Take the data below and filter it for lines containing the word "const"; show each line found.

Saved entries
▼▼▼

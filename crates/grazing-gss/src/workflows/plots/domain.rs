use serde::{Deserialize, Serialize};
use std::collections::HashMap;
use std::fmt;

/// Identifier of a surveyed plot as it appears in the upload.
#[derive(Debug, Clone, PartialEq, Eq, Hash, PartialOrd, Ord, Serialize, Deserialize)]
#[serde(transparent)]
pub struct PlotId(pub String);

impl fmt::Display for PlotId {
    fn fmt(&self, f: &mut fmt::Formatter<'_>) -> fmt::Result {
        f.write_str(&self.0)
    }
}

impl From<&str> for PlotId {
    fn from(value: &str) -> Self {
        Self(value.to_string())
    }
}

/// Rangeland indicators tracked for every plot, in their canonical order.
#[derive(Debug, Clone, Copy, PartialEq, Eq, Hash, Serialize, Deserialize)]
#[serde(rename_all = "snake_case")]
pub enum Indicator {
    Biomass,
    ShrubCover,
    GrazingPressure,
    WoodyCount,
}

impl Indicator {
    pub const ALL: [Indicator; 4] = [
        Indicator::Biomass,
        Indicator::ShrubCover,
        Indicator::GrazingPressure,
        Indicator::WoodyCount,
    ];

    pub const fn label(self) -> &'static str {
        match self {
            Self::Biomass => "Available biomass",
            Self::ShrubCover => "Shrub cover",
            Self::GrazingPressure => "Grazing pressure",
            Self::WoodyCount => "Total woody count",
        }
    }

    /// Header used for this indicator in uploads and exports.
    pub const fn column_name(self) -> &'static str {
        match self {
            Self::Biomass => "available_biomass",
            Self::ShrubCover => "Shrub %",
            Self::GrazingPressure => "grazing_pressure",
            Self::WoodyCount => "total woody count",
        }
    }

    /// Header used for the scaled value of this indicator in exports.
    pub const fn scaled_column_name(self) -> &'static str {
        match self {
            Self::Biomass => "biomass_score",
            Self::ShrubCover => "shrub_score",
            Self::GrazingPressure => "grazing_score",
            Self::WoodyCount => "woody_score",
        }
    }
}

/// One value per indicator. Used for both raw and scaled readings.
#[derive(Debug, Clone, Copy, PartialEq, Serialize, Deserialize)]
pub struct IndicatorValues {
    pub biomass: f64,
    pub shrub_pct: f64,
    pub grazing_pressure: f64,
    pub woody_count: f64,
}

impl IndicatorValues {
    pub fn from_fn(mut value_for: impl FnMut(Indicator) -> f64) -> Self {
        Self {
            biomass: value_for(Indicator::Biomass),
            shrub_pct: value_for(Indicator::ShrubCover),
            grazing_pressure: value_for(Indicator::GrazingPressure),
            woody_count: value_for(Indicator::WoodyCount),
        }
    }

    pub fn get(&self, indicator: Indicator) -> f64 {
        match indicator {
            Indicator::Biomass => self.biomass,
            Indicator::ShrubCover => self.shrub_pct,
            Indicator::GrazingPressure => self.grazing_pressure,
            Indicator::WoodyCount => self.woody_count,
        }
    }
}

/// WGS84 coordinates of a plot.
#[derive(Debug, Clone, Copy, PartialEq, Serialize, Deserialize)]
pub struct GeoPoint {
    pub latitude: f64,
    pub longitude: f64,
}

impl GeoPoint {
    /// Returns `None` for non-finite or out-of-range coordinates.
    pub fn new(latitude: f64, longitude: f64) -> Option<Self> {
        let valid = latitude.is_finite()
            && longitude.is_finite()
            && (-90.0..=90.0).contains(&latitude)
            && (-180.0..=180.0).contains(&longitude);
        valid.then_some(Self {
            latitude,
            longitude,
        })
    }
}

/// Validated row of the upload.
#[derive(Debug, Clone, PartialEq, Serialize, Deserialize)]
pub struct PlotRecord {
    pub plot_id: PlotId,
    /// Spreadsheet row the plot was read from; the header is row 1.
    pub row: usize,
    pub indicators: IndicatorValues,
    #[serde(default, skip_serializing_if = "Option::is_none")]
    pub location: Option<GeoPoint>,
}

/// Typed, fixed-shape table produced by the importer.
#[derive(Debug, Clone, Default, PartialEq)]
pub struct PlotTable {
    records: Vec<PlotRecord>,
    has_coordinates: bool,
    index: HashMap<PlotId, usize>,
}

impl PlotTable {
    pub fn new(records: Vec<PlotRecord>, has_coordinates: bool) -> Self {
        let index = records
            .iter()
            .enumerate()
            .map(|(position, record)| (record.plot_id.clone(), position))
            .collect();

        Self {
            records,
            has_coordinates,
            index,
        }
    }

    pub fn records(&self) -> &[PlotRecord] {
        &self.records
    }

    pub fn get(&self, plot_id: &PlotId) -> Option<&PlotRecord> {
        self.index
            .get(plot_id)
            .and_then(|position| self.records.get(*position))
    }

    pub fn len(&self) -> usize {
        self.records.len()
    }

    pub fn is_empty(&self) -> bool {
        self.records.is_empty()
    }

    /// True when the upload carried both latitude and longitude columns.
    pub fn has_coordinates(&self) -> bool {
        self.has_coordinates
    }
}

▲▲▲

* [RESULT OF THE TASK]:
    pub const ALL: [Indicator; 4] = [
    pub const fn label(self) -> &'static str {
    pub const fn column_name(self) -> &'static str {
    pub const fn scaled_column_name(self) -> &'static str {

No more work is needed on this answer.